Work request: Set out exactly, line by line, the stretch of data below that begins at the line containing "Self::Text(s.to_string())" and ends at the line containing "key first. Against", with both ends kept.

Records for the task:

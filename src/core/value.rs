use serde::{Deserialize, Serialize};

/// A single cell returned by a [`QuerySource`](crate::executor::QuerySource).
#[derive(Debug, Clone, Serialize, Deserialize, PartialEq)]
pub enum Value {
    Null,
    Integer(i64),
    Real(f64),
    Text(String),
    Boolean(bool),
}

impl Value {
    #[must_use]
    pub const fn is_null(&self) -> bool {
        matches!(self, Self::Null)
    }

    #[must_use]
    pub const fn as_int(&self) -> Option<i64> {
        match self {
            Self::Integer(i) => Some(*i),
            _ => None,
        }
    }

    #[must_use]
    pub fn as_text(&self) -> Option<&str> {
        match self {
            Self::Text(s) => Some(s),
            _ => None,
        }
    }

    #[must_use]
    pub const fn as_bool(&self) -> Option<bool> {
        match self {
            Self::Boolean(b) => Some(*b),
            _ => None,
        }
    }
}

impl std::fmt::Display for Value {
    fn fmt(&self, f: &mut std::fmt::Formatter<'_>) -> std::fmt::Result {
        match self {
            Self::Null => write!(f, "NULL"),
            Self::Integer(i) => write!(f, "{i}"),
            Self::Real(r) => write!(f, "{r}"),
            Self::Text(s) => write!(f, "{s}"),
            Self::Boolean(b) => write!(f, "{b}"),
        }
    }
}

impl From<i64> for Value {
    fn from(i: i64) -> Self {
        Self::Integer(i)
    }
}

impl From<&str> for Value {
    fn from(s: &str) -> Self {
        Self::Text(s.to_string())
    }
}

impl From<bool> for Value {
    fn from(b: bool) -> Self {
        Self::Boolean(b)
    }
}
//! Primary and unique key managers
//!
//! The primary variant always drops the existing primary key first. Against
//! a table that has none, MySQL rejects the statement; callers that can't
//! guarantee a key exists should check beforehand.

use crate::executor::{self, Executor};
use crate::types::SqlError;
use super::common::{ident_list, quote_ident};

#[derive(Debug, Clone, Copy, PartialEq, Eq)]
pub enum KeyKind {
    Primary,
    Unique,
}

#[derive(Debug, Clone)]
pub struct KeySet {
    kind: KeyKind,
    table_name: String,
    keys: Vec<String>,
}

impl KeySet {
    pub fn new(kind: KeyKind, table_name: impl Into<String>) -> Self {
        Self {
            kind,
            table_name: table_name.into(),
            keys: Vec::new(),
        }
    }

    pub fn primary(table_name: impl Into<String>) -> Self {
        Self::new(KeyKind::Primary, table_name)
    }

    pub fn unique(table_name: impl Into<String>) -> Self {
        Self::new(KeyKind::Unique, table_name)
    }

    #[must_use]
    pub const fn kind(&self) -> KeyKind {
        self.kind
    }

    pub fn set_table_name(&mut self, table_name: impl Into<String>) -> &mut Self {
        self.table_name = table_name.into();
        self
    }

    /// Duplicates are kept; order of insertion is the order rendered.
    pub fn add_key(&mut self, column: impl Into<String>) -> &mut Self {
        self.keys.push(column.into());
        self
    }

    #[must_use]
    pub fn keys(&self) -> &[String] {
        &self.keys
    }

    pub fn build(&self) -> Result<String, SqlError> {
        if self.table_name.trim().is_empty() {
            return Err(SqlError::MissingTableName);
        }
        if self.keys.is_empty() {
            return Err(SqlError::NoKeys { table: self.table_name.clone() });
        }

        let table = quote_ident(&self.table_name);
        let keys = ident_list(&self.keys);
        Ok(match self.kind {
            KeyKind::Primary => {
                format!("ALTER TABLE {table} DROP PRIMARY KEY, ADD PRIMARY KEY({keys})")
            }
            KeyKind::Unique => format!("ALTER TABLE {table} ADD UNIQUE({keys})"),
        })
    }

    pub fn execute<E>(&self, executor: &mut E) -> Result<(), SqlError>
    where
        E: Executor + ?Sized,
    {
        let sql = self.build().inspect_err(executor::rejected)?;
        executor::run(executor, sql)
    }
}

Solution:
        Self::Text(s.to_string())
    }
}

impl From<bool> for Value {
    fn from(b: bool) -> Self {
        Self::Boolean(b)
    }
}
//! Primary and unique key managers
//!
//! The primary variant always drops the existing primary key first. Against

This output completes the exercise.